Acknowledgements to pooja who had sat beside dictating to me for over half an hour in writing this post.all blog directions - font, colour, style of writing were also advised by pooja.

btw, pooja is my li'l cousin sis , studyin 3rd std now.

flashback:

i was an innocent, ignorant and a dumb child when i was in 3rd std. kids these days are way too smart i guess!!!!

Monday, December 19, 2005

Is Chennai a Nightmare for Non Tamilians ????

I cant say how many times exactly. or how frequently either!

what????

i mean we have these discussions like who wants to work in what kind of places in "Mera Bharat Mahan" .

i start the usual ramayan like " I love chennai. Chennai is Heaven" and more. what was till now going like a normal time pass discussion suddenly turns dead serious.

Is it with the name itself, I tend to think. For Chennai in hindi can be read as " Chen Nahi".

looks like i am doing a PJ or sth. But i am serious abt this issue atleast ( if not for any issue so far in my life). I wd never hate to hate anybody who attacks chennai.

okay lets get serious here.

the accusation against chennai starts now. in full flow. worst city to live for a non tamilian says one. yet another says he had frightful experiences in chennai. like, one was nearly robbed of his belongings by an auto guy here. two years back, yet another told me that he was robbed in a local train. a strange but irrelevant coincidence here. both were biharis. worse still, a kannadiga says his bangalorean friends had become tired of being prey to money fleecers and cheats. that, the moment a chennaite finds that a guy is from outside, he is gonna take him for a ride. I defend saying these things do happen everywhere. not so only with chennai. I have been to delhi and bbay. and found all these auto and taxi guys trying to fleece me. ofcourse i get experienced after that.

ofcourse we all know abt our own " extra ordinary aurorickshaws "! they never charge ordinary fare. (meter ku mela pottu kudunga ). meter a thaan mela podanum !!!! but the agony rarely ends here.

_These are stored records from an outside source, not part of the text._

//! Record store
//!
//! The simulator reads orders, drivers and routes from a [`RecordStore`]
//! and writes final driver hours back to it. Stores hold loosely-typed
//! records (see [`records`]) and convert them on every fetch, so a record
//! that fails validation never reaches the simulation.
//!
//! Two stores are provided:
//! - [`InMemoryStore`]: a dataset held in memory, shared between threads
//! - [`JsonFileStore`]: a dataset kept in a JSON file, re-read on every fetch

pub mod json_file;
pub mod memory;
pub mod records;

pub use json_file::JsonFileStore;
pub use memory::InMemoryStore;
pub use records::{Dataset, DriverRecord, OrderRecord, RecordError, RouteRecord};

use crate::models::{Driver, Order, Route};
use std::path::PathBuf;
use thiserror::Error;

/// Errors raised by a record store
#[derive(Debug, Error)]
pub enum StoreError {
    #[error("I/O error on {path}: {source}")]
    Io {
        path: PathBuf,
        #[source]
        source: std::io::Error,
    },

    #[error("malformed dataset: {0}")]
    Serialization(#[from] serde_json::Error),

    #[error("invalid record at position {index}: {source}")]
    InvalidRecord {
        index: usize,
        #[source]
        source: RecordError,
    },

    #[error("driver not found: {0}")]
    DriverNotFound(String),

    #[error("write rejected for driver {0}")]
    WriteRejected(String),
}

/// Source of simulation input and sink for driver hours
///
/// Methods take `&self`; implementations synchronise internally so a store
/// can be shared between simulators and threads.
pub trait RecordStore: Send + Sync {
    fn fetch_orders(&self) -> Result<Vec<Order>, StoreError>;

    /// Drivers in roster order; the first `D` are the ones a run uses
    fn fetch_drivers(&self) -> Result<Vec<Driver>, StoreError>;

    fn fetch_routes(&self) -> Result<Vec<Route>, StoreError>;

    /// Set a driver's cumulative shift hours
    fn update_driver_hours(&self, driver_id: &str, hours: f64) -> Result<(), StoreError>;
}

impl<S: RecordStore + ?Sized> RecordStore for std::sync::Arc<S> {
    fn fetch_orders(&self) -> Result<Vec<Order>, StoreError> {
        (**self).fetch_orders()
    }

    fn fetch_drivers(&self) -> Result<Vec<Driver>, StoreError> {
        (**self).fetch_drivers()
    }

    fn fetch_routes(&self) -> Result<Vec<Route>, StoreError> {
        (**self).fetch_routes()
    }

    fn update_driver_hours(&self, driver_id: &str, hours: f64) -> Result<(), StoreError> {
        (**self).update_driver_hours(driver_id, hours)
    }
}

/// Convert a record collection, tagging failures with the record position
pub(crate) fn convert_all<R, T>(
    records: &[R],
    convert: impl Fn(&R) -> Result<T, RecordError>,
) -> Result<Vec<T>, StoreError> {
    records
        .iter()
        .enumerate()
        .map(|(index, record)| {
            convert(record).map_err(|source| StoreError::InvalidRecord { index, source })
        })
        .collect()
}

/// Set `hours` on the driver record with `driver_id`
pub(crate) fn set_driver_hours(
    dataset: &mut Dataset,
    driver_id: &str,
    hours: f64,
) -> Result<(), StoreError> {
    let record = dataset
        .drivers
        .iter_mut()
        .find(|d| d.id.as_deref() == Some(driver_id))
        .ok_or_else(|| StoreError::DriverNotFound(driver_id.to_string()))?;
    record.current_shift_hours = Some(hours);
    Ok(())
}
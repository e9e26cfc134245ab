//! Integration tests for the periodic ticker.
//!
//! Every async test runs on a paused clock, so sleeps resolve as soon as
//! the runtime is otherwise idle.

use std::time::Duration;

use fourline_tick::{TickConfig, TickPolicy, Ticker};
use tokio::time::Instant;

// =========================================================================
// Helpers
// =========================================================================

fn one_second() -> Ticker {
    Ticker::every(Duration::from_secs(1))
}

// =========================================================================
// TickConfig
// =========================================================================

#[test]
fn test_default_config_is_disabled() {
    let cfg = TickConfig::default();
    assert_eq!(cfg.period, Duration::ZERO);
    assert_eq!(cfg.policy, TickPolicy::Skip);
}

#[test]
fn test_validated_caps_jitter_and_threshold() {
    let cfg = TickConfig {
        period: Duration::from_millis(100),
        initial_jitter: Duration::from_secs(5),
        budget_warn_threshold: 3.0,
        ..Default::default()
    }
    .validated();
    assert_eq!(cfg.initial_jitter, Duration::from_millis(100));
    assert_eq!(cfg.budget_warn_threshold, 1.0);
}

// =========================================================================
// Tick firing
// =========================================================================

#[tokio::test(start_paused = true)]
async fn test_wait_for_tick_fires_after_one_period() {
    let start = Instant::now();
    let mut t = one_second();

    let info = t.wait_for_tick().await;
    assert_eq!(info.tick, 1);
    assert!(!info.overrun);
    assert_eq!(info.ticks_skipped, 0);
    assert_eq!(start.elapsed(), Duration::from_secs(1));
}

#[tokio::test(start_paused = true)]
async fn test_ticks_are_evenly_spaced() {
    let start = Instant::now();
    let mut t = one_second();

    for expected in 1..=5 {
        let info = t.wait_for_tick().await;
        assert_eq!(info.tick, expected);
    }
    assert_eq!(t.tick_count(), 5);
    assert_eq!(start.elapsed(), Duration::from_secs(5));
}

#[tokio::test(start_paused = true)]
async fn test_jitter_delays_first_tick_within_bound() {
    let start = Instant::now();
    let mut t = Ticker::new(TickConfig {
        period: Duration::from_secs(1),
        initial_jitter: Duration::from_millis(200),
        ..Default::default()
    });

    t.wait_for_tick().await;
    let elapsed = start.elapsed();
    assert!(elapsed >= Duration::from_secs(1));
    assert!(elapsed <= Duration::from_millis(1200));
}

// =========================================================================
// Disabled mode
// =========================================================================

#[tokio::test(start_paused = true)]
async fn test_zero_period_never_fires() {
    let mut t = Ticker::every(Duration::ZERO);
    assert!(t.is_disabled());

    let result = tokio::time::timeout(Duration::from_secs(60), t.wait_for_tick()).await;
    assert!(result.is_err(), "disabled ticker should pend forever");
}

// =========================================================================
// Overrun policies
// =========================================================================

#[tokio::test(start_paused = true)]
async fn test_skip_policy_counts_missed_ticks() {
    let mut t = one_second();
    t.wait_for_tick().await;

    // Work runs 3.5 periods past the next deadline.
    tokio::time::advance(Duration::from_millis(4500)).await;
    let info = t.wait_for_tick().await;
    assert!(info.overrun);
    assert_eq!(info.ticks_skipped, 3);
    assert_eq!(t.metrics().total_overruns, 1);
    assert_eq!(t.metrics().total_skipped, 3);

    // Rescheduled a full period from the late wake-up.
    let before = Instant::now();
    t.wait_for_tick().await;
    assert_eq!(before.elapsed(), Duration::from_secs(1));
}

#[tokio::test(start_paused = true)]
async fn test_fixed_policy_keeps_cadence() {
    let mut t = Ticker::new(TickConfig {
        period: Duration::from_secs(1),
        policy: TickPolicy::Fixed,
        ..Default::default()
    });
    t.wait_for_tick().await;

    tokio::time::advance(Duration::from_millis(1500)).await;
    let info = t.wait_for_tick().await;
    assert!(info.overrun);
    assert_eq!(info.ticks_skipped, 0);

    // Next deadline was t=3s; we are at t=2.5s.
    let before = Instant::now();
    t.wait_for_tick().await;
    assert_eq!(before.elapsed(), Duration::from_millis(500));
}

// =========================================================================
// Metrics
// =========================================================================

#[tokio::test(start_paused = true)]
async fn test_record_tick_end_tracks_work_time() {
    let mut t = one_second();
    t.record_tick_end(); // no tick yet
    assert_eq!(t.metrics().last_tick_time, Duration::ZERO);

    t.wait_for_tick().await;
    tokio::time::advance(Duration::from_millis(300)).await;
    t.record_tick_end();
    assert_eq!(t.metrics().last_tick_time, Duration::from_millis(300));

    t.wait_for_tick().await;
    tokio::time::advance(Duration::from_millis(100)).await;
    t.record_tick_end();
    assert_eq!(t.metrics().last_tick_time, Duration::from_millis(100));
    assert_eq!(t.metrics().max_tick_time, Duration::from_millis(300));
    assert_eq!(t.metrics().total_ticks, 2);
}

// =========================================================================
// Integration: select! loop
// =========================================================================

#[tokio::test(start_paused = true)]
async fn test_select_loop_pattern() {
    let mut t = one_second().with_label("test");
    let (tx, mut rx) = tokio::sync::mpsc::channel::<&str>(4);

    tokio::spawn(async move {
        tokio::time::sleep(Duration::from_millis(3500)).await;
        tx.send("stop").await.ok();
    });

    let mut fired = 0u64;
    loop {
        tokio::select! {
            Some(cmd) = rx.recv() => {
                assert_eq!(cmd, "stop");
                break;
            }
            info = t.wait_for_tick() => {
                fired += 1;
                t.record_tick_end();
                assert_eq!(info.tick, fired);
            }
        }
    }
    assert_eq!(fired, 3);
}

it is quite imaginable if some uneducated rogue tries to take adv of a helpless outsider. hope quite a few wd have read abt that unsavoury incident where am IIM L graduate was beaten up and manhandled at Bangalore Rly stn and robbed of his belongings. i am talking abt B'Lore RLY police. so what is it with chennai that they dont see elsewhere??

Hmmmm.

Now take for instance the case of chennai software companies . a young female friend, a mumbaite who got married recently and settled with her husband in chennai finds life painful at TCS there. She is shocked everybody talks only in tamil at office. It would not be an exaggeration to say that she was nearly in tears at the way her office ppl treat her. and she begs for a transfer to bombay.

One friend who worked in Infy, Chennai says all the project discussions take place in tamil. When the project leader was requested to conduct the meetings in english, he refused saying that he will lose grip over his team if he does not talk in tamil.

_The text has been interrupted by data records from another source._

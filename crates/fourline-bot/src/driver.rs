//! The per-session bot task.
//!
//! A [`BotDriver`] polls its session on a fixed cadence. When it is the
//! bot's turn it waits a short "thinking" delay, picks a column with
//! [`decide`](crate::decide), and submits the move through the registry
//! like any other player. It stops once the session is over or gone.

use std::time::Duration;

use fourline_protocol::{PlayerId, SessionId};
use fourline_session::{GameError, SessionRegistry};
use fourline_tick::Ticker;
use tokio::task::JoinHandle;
use tracing::{debug, info, warn};

use crate::strategy;

#[derive(Debug, Clone)]
pub struct BotConfig {
    /// How often the driver checks whose turn it is. Must be non-zero.
    pub poll_interval: Duration,
    /// Pause before submitting a move.
    pub think_delay: Duration,
}

impl Default for BotConfig {
    fn default() -> Self {
        Self {
            poll_interval: Duration::from_secs(1),
            think_delay: Duration::from_millis(500),
        }
    }
}

/// Why a driver stopped.
#[derive(Debug, Clone, Copy, PartialEq, Eq)]
pub enum BotExit {
    /// The session reached a terminal state.
    Finished,
    /// The session is no longer in the registry.
    SessionGone,
    /// The bot id is not seated in the session.
    NotSeated,
}

pub struct BotDriver {
    registry: SessionRegistry,
    session_id: SessionId,
    bot_id: PlayerId,
    config: BotConfig,
}

impl BotDriver {
    pub fn new(
        registry: SessionRegistry,
        session_id: SessionId,
        bot_id: PlayerId,
        config: BotConfig,
    ) -> Self {
        Self {
            registry,
            session_id,
            bot_id,
            config,
        }
    }

    pub fn spawn(self) -> JoinHandle<BotExit> {
        tokio::spawn(self.run())
    }

    pub async fn run(self) -> BotExit {
        let mut ticker = Ticker::every(self.config.poll_interval).with_label("bot");
        debug!(session_id = %self.session_id, bot_id = %self.bot_id, "bot driver started");

        loop {
            ticker.wait_for_tick().await;
            let step = self.step().await;
            ticker.record_tick_end();

            if let Some(exit) = step {
                info!(
                    session_id = %self.session_id,
                    bot_id = %self.bot_id,
                    ?exit,
                    "bot driver stopped"
                );
                return exit;
            }
        }
    }

    /// One poll. `Some` means the driver should stop.
    async fn step(&self) -> Option<BotExit> {
        let Some(snapshot) = self.registry.snapshot(self.session_id).await else {
            return Some(BotExit::SessionGone);
        };
        if !snapshot.is_playing() {
            return Some(BotExit::Finished);
        }
        let Some(color) = snapshot.color_of(self.bot_id) else {
            return Some(BotExit::NotSeated);
        };
        if !snapshot.is_turn_of(self.bot_id) {
            return None;
        }

        tokio::time::sleep(self.config.think_delay).await;

        let Some(decision) = strategy::decide(&snapshot.board, color, &mut rand::rng()) else {
            return Some(BotExit::Finished);
        };
        debug!(
            session_id = %self.session_id,
            column = decision.column,
            reason = ?decision.reason,
            "bot chose column"
        );

        match self
            .registry
            .make_move(self.session_id, self.bot_id, decision.column)
            .await
        {
            Ok(_) => None,
            Err(GameError::SessionNotFound(_)) => Some(BotExit::SessionGone),
            Err(GameError::SessionNotActive(_)) => Some(BotExit::Finished),
            Err(e) => {
                warn!(session_id = %self.session_id, error = %e, "bot move rejected");
                None
            }
        }
    }
}
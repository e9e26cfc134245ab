//! Board rules for Fourline.
//!
//! A 6×7 grid where pieces fall to the lowest empty row of their column
//! and four same-colored cells in a line win. Everything in this crate is
//! pure: no clocks, no I/O, no locking. The session layer owns a [`Board`]
//! per game and serializes access to it.
//!
//! # Coordinates
//!
//! Row 0 is the **top** row, row 5 the bottom. Columns run 0..7 from left
//! to right. This matches how snapshots are rendered to clients.
//!
//! ```text
//!   0 1 2 3 4 5 6
//! 0 . . . . . . .
//! 1 . . . . . . .
//! 2 . . . . . . .
//! 3 . . . . . . .
//! 4 . . . . . . .
//! 5 . . . R Y . .   <- first pieces land here
//! ```

mod board;
mod error;
#[doc(hidden)]
pub mod fixtures;

pub use board::{Board, COLS, CONNECT, Color, Direction, Placement, ROWS, WinLine};
pub use error::BoardError;
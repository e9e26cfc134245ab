//! Error types for board moves.

use crate::COLS;

/// Why a piece could not be placed.
///
/// Both variants leave the board untouched.
#[derive(Debug, Clone, Copy, PartialEq, Eq, thiserror::Error)]
pub enum BoardError {
    /// The column index is outside `0..COLS`.
    #[error("column {0} is out of range (expected 0..{max})", max = COLS)]
    ColumnOutOfRange(usize),

    /// Every row of the column is already occupied.
    #[error("column {0} is full")]
    ColumnFull(usize),
}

water problem, mourns other. as one puts it, in the infy campus, when young lovers discuss abt water problem during their lunch sessions, amidst thousand other topics, guess how trying it has been. atleast i think, the problem is sorted now. but, we now have a problem of plenty, though :)

One more friend starts arguing that the chennai population has never been to the likes of other major metros. the reason being, outsiders will never want to settle here at all!!!! boy, does he have a point?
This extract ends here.